Studies presented to the FDA’s Fertility and Maternal Health Drugs Advisory Committee showed that such women can decrease the danger of heart attack by about 50% by taking the drug. Heart disease kills about 240,000 American women annually.
Premarin, which currently is approved only for use in estrogen-replacement therapy, has had a controversial history.
The drug, manufactured by Wyeth-Ayerst Laboratories, is a form of the female hormone estrogen. It is used to prevent osteoporosis, a deterioration of bone mass, and to treat hot flashes, night sweats and other symptoms related to postmenopausal estrogen deficiency.
Premarin, taken by as many as 5 million American women, has been linked to cases of uterine cancer. As a result, some authorities oppose more widespread use of the drug.
Cynthia A. Pearson, a representative of the National Women’s Health Network, said the advisory committee should have refrained from reaching a conclusion in the absence of long-term random tests, which so far have not been conducted.
“Even though it may be true that estrogen decreases risks of heart disease, it hasn’t been shown conclusively,” she complained, adding that women’s health may be jeopardized if widespread use of the drug is encouraged without clear proof that it reduces the risk of heart attacks.
The advisory committee’s action could have far-reaching effects. According to statistics provided by Pearson’s group, 37% of all American women have hysterectomies by the age of 60. About 6 million women who have had hysterectomies already receive estrogen regularly.
The FDA will consider the committee’s conclusion and a request by Premarin’s manufacturer to cite the findings in its marketing. Although the advisory panel’s findings are not binding on the FDA, the agency rarely rejects a committee conclusion.

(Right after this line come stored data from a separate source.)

use thiserror::Error;

#[derive(Error, Debug, Clone, PartialEq)]
pub enum ConfigError {
    #[error("sample rate must be a positive finite number, got {0}")]
    SampleRate(f64),
    #[error("window length must be a positive finite number of seconds, got {0}")]
    WindowSeconds(f64),
    #[error("window of {0} samples is too short, at least 3 are needed")]
    WindowTooShort(usize),
    #[error("window of {0} samples is too long, at most {max} are buffered", max = crate::config::MAX_WINDOW_SAMPLES)]
    WindowTooLong(f64),
    #[error("peak distance bounds are invalid: min {min}s, max {max}s")]
    PeakDistance { min: f64, max: f64 },
    #[error("BPM bounds are invalid: min {min}, max {max}")]
    BpmBounds { min: f64, max: f64 },
    #[error("smoothing weight must lie in (0, 1], got {0}")]
    SmoothingAlpha(f64),
    #[error("stale window must be a positive number of seconds, got {0}")]
    StaleWindow(f64),
    #[error("report interval must be a positive number of seconds, got {0}")]
    ReportInterval(f64),
}

#[derive(Error, Debug)]
pub enum AnalysisError {
    #[error("failed to decode input: {0}")]
    Decode(String),
    #[error("invalid configuration: {0}")]
    Config(#[from] ConfigError),
    #[error("input contains no samples")]
    NoSamples,
    #[error("no heart rate found in the recording")]
    BpmNotFound,
}

#[derive(Error, Debug, Clone, Copy, PartialEq, Eq)]
pub enum StreamError {
    #[error("estimator worker has shut down")]
    Disconnected,
    #[error("estimator worker panicked")]
    WorkerPanicked,
}
use anyhow::Result;
use clap::Parser;
use std::path::PathBuf;
use tracing_subscriber::{layer::SubscriberExt, util::SubscriberInitExt, EnvFilter};

use ppg_bpm::{run, AnalysisConfig, EstimatorConfig, InputFormat, LedChannel};

#[derive(Parser, Debug)]
#[command(author, version, about, long_about = None)]
struct Args {
    /// Recorded PPG stream (text/CSV, WAV or raw FIFO dump)
    #[arg()]
    file_path: PathBuf,
    /// Samples per second of the stream
    #[arg(long, default_value_t = 100.0)]
    sample_rate: f64,
    /// Length of the analysis window in seconds
    #[arg(long, default_value_t = 6.0)]
    window_seconds: f64,
    #[arg(long, value_enum, default_value_t = InputFormat::Auto)]
    format: InputFormat,
    /// LED channel to read from a FIFO dump
    #[arg(long, value_enum, default_value_t = LedChannel::Ir)]
    channel: LedChannel,
    /// Column of a text table, or channel of a WAV file
    #[arg(long, default_value_t = 0)]
    column: usize,
    /// Remove the DC level and high-frequency noise before analysis
    #[arg(long)]
    preprocess: bool,
    /// Seconds between timeline points in the report
    #[arg(long, default_value_t = 1.0)]
    report_interval: f64,
}

fn main() -> Result<()> {
    tracing_subscriber::registry()
        .with(EnvFilter::try_from_default_env().unwrap_or_else(|_| EnvFilter::new("info")))
        .with(
            tracing_subscriber::fmt::layer()
                .with_target(false)
                .with_writer(std::io::stderr),
        )
        .init();

    let args = Args::parse();

    let config = AnalysisConfig {
        file_path: args.file_path,
        format: args.format,
        channel: args.channel,
        column: args.column,
        preprocess: args.preprocess,
        report_interval_secs: args.report_interval,
        estimator: EstimatorConfig::new(args.sample_rate, args.window_seconds),
    };

    let analysis_result = run(&config)?;
    let json_output = serde_json::to_string_pretty(&analysis_result)?;
    println!("{}", json_output);

    Ok(())
}
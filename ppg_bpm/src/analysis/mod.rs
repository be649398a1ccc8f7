pub mod decoder;
pub mod estimator;
pub mod peaks;
pub mod preprocess;
pub mod stream;
//! Threaded front end for a single estimator.
//!
//! Sensor drivers deliver sample batches from their own acquisition
//! thread. [`EstimatorWorker`] moves the estimator onto one consumer thread
//! and feeds it through a bounded channel, so calls into the estimator are
//! never concurrent and its state needs no locking. Producers block when
//! the queue is full; samples are never dropped, since a missing sample
//! would shift the estimator's time axis.

use crossbeam_channel::{bounded, Receiver, Sender};
use std::sync::atomic::{AtomicU64, Ordering};
use std::sync::Arc;
use std::thread;
use tracing::{debug, warn};

use crate::analysis::estimator::{to_sentinel, HeartRateEstimator, NO_ESTIMATE};
use crate::error::StreamError;

pub const DEFAULT_QUEUE_CAPACITY: usize = 64;

/// Notification sent to the listener when the smoothed BPM changes.
#[derive(Copy, Clone, Debug, PartialEq)]
pub struct BpmUpdate {
    /// Session time of the sample that produced the update.
    pub time_secs: f64,
    pub bpm: f64,
}

enum WorkerCmd {
    Samples(Vec<f32>),
    Reset,
    Shutdown,
}

/// Latest smoothed BPM, readable from any thread.
#[derive(Debug)]
struct SharedBpm(AtomicU64);

impl SharedBpm {
    fn new() -> Self {
        Self(AtomicU64::new(NO_ESTIMATE.to_bits()))
    }

    fn store(&self, bpm: Option<f64>) {
        self.0.store(to_sentinel(bpm).to_bits(), Ordering::Release);
    }

    fn load(&self) -> Option<f64> {
        let bpm = f64::from_bits(self.0.load(Ordering::Acquire));
        (bpm >= 0.0).then_some(bpm)
    }
}

/// Owns a [`HeartRateEstimator`] on a dedicated thread.
pub struct EstimatorWorker {
    tx: Sender<WorkerCmd>,
    latest: Arc<SharedBpm>,
    worker_thread: Option<thread::JoinHandle<HeartRateEstimator>>,
}

impl EstimatorWorker {
    /// Starts the worker. `on_update` runs on the worker thread each time
    /// the smoothed BPM takes a new value.
    pub fn start<F>(estimator: HeartRateEstimator, capacity: usize, on_update: F) -> Self
    where
        F: FnMut(BpmUpdate) + Send + 'static,
    {
        let (tx, rx) = bounded(capacity.max(1));
        let latest = Arc::new(SharedBpm::new());
        let latest_clone = Arc::clone(&latest);

        let worker_thread = thread::spawn(move || {
            Self::run_loop(estimator, &rx, &latest_clone, on_update)
        });

        Self { tx, latest, worker_thread: Some(worker_thread) }
    }

    /// Queues a batch of samples, blocking while the queue is full.
    pub fn push(&self, samples: &[f32]) -> Result<(), StreamError> {
        if samples.is_empty() {
            return Ok(());
        }
        self.tx
            .send(WorkerCmd::Samples(samples.to_vec()))
            .map_err(|_| StreamError::Disconnected)
    }

    /// Queues a reset behind any samples already pushed.
    pub fn reset(&self) -> Result<(), StreamError> {
        self.tx.send(WorkerCmd::Reset).map_err(|_| StreamError::Disconnected)
    }

    /// Latest smoothed BPM seen by the worker. Never blocks.
    pub fn bpm(&self) -> Option<f64> {
        self.latest.load()
    }

    /// Drains the queue, stops the thread and returns the estimator.
    pub fn shutdown(mut self) -> Result<HeartRateEstimator, StreamError> {
        self.stop().ok_or(StreamError::Disconnected)?
    }

    fn stop(&mut self) -> Option<Result<HeartRateEstimator, StreamError>> {
        let handle = self.worker_thread.take()?;
        // The worker may already be gone; join reports how it ended.
        let _ = self.tx.send(WorkerCmd::Shutdown);
        Some(handle.join().map_err(|_| StreamError::WorkerPanicked))
    }

    fn run_loop<F>(
        mut estimator: HeartRateEstimator,
        rx: &Receiver<WorkerCmd>,
        latest: &SharedBpm,
        mut on_update: F,
    ) -> HeartRateEstimator
    where
        F: FnMut(BpmUpdate),
    {
        let mut published = estimator.bpm();
        latest.store(published);

        while let Ok(cmd) = rx.recv() {
            match cmd {
                WorkerCmd::Samples(batch) => {
                    for value in batch {
                        let Some(bpm) = estimator.add_sample(value) else {
                            continue;
                        };
                        if published != Some(bpm) {
                            published = Some(bpm);
                            latest.store(published);
                            on_update(BpmUpdate { time_secs: estimator.current_time_secs(), bpm });
                        }
                    }
                }
                WorkerCmd::Reset => {
                    estimator.reset();
                    published = None;
                    latest.store(None);
                }
                WorkerCmd::Shutdown => {
                    debug!("estimator worker shutting down");
                    break;
                }
            }
        }
        estimator
    }
}

impl Drop for EstimatorWorker {
    fn drop(&mut self) {
        if let Some(Err(e)) = self.stop() {
            warn!(error = %e, "estimator worker ended abnormally");
        }
    }
}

The committee action means that the information about Premarin’s affect on heart attacks in women who have had hysterectomies is “no longer only known to the scientific community,” said Dr. Marc W. Deitch, vice president for medical affairs at Wyeth-Ayerst.
If the FDA approves administration of Premarin for the prevention of heart attacks, the Philadelphia-based pharmaceutical company expects to double its sales of the drug, which totaled about $400 million last year.
The advisory committee also recommended further studies involving the use of Premarin.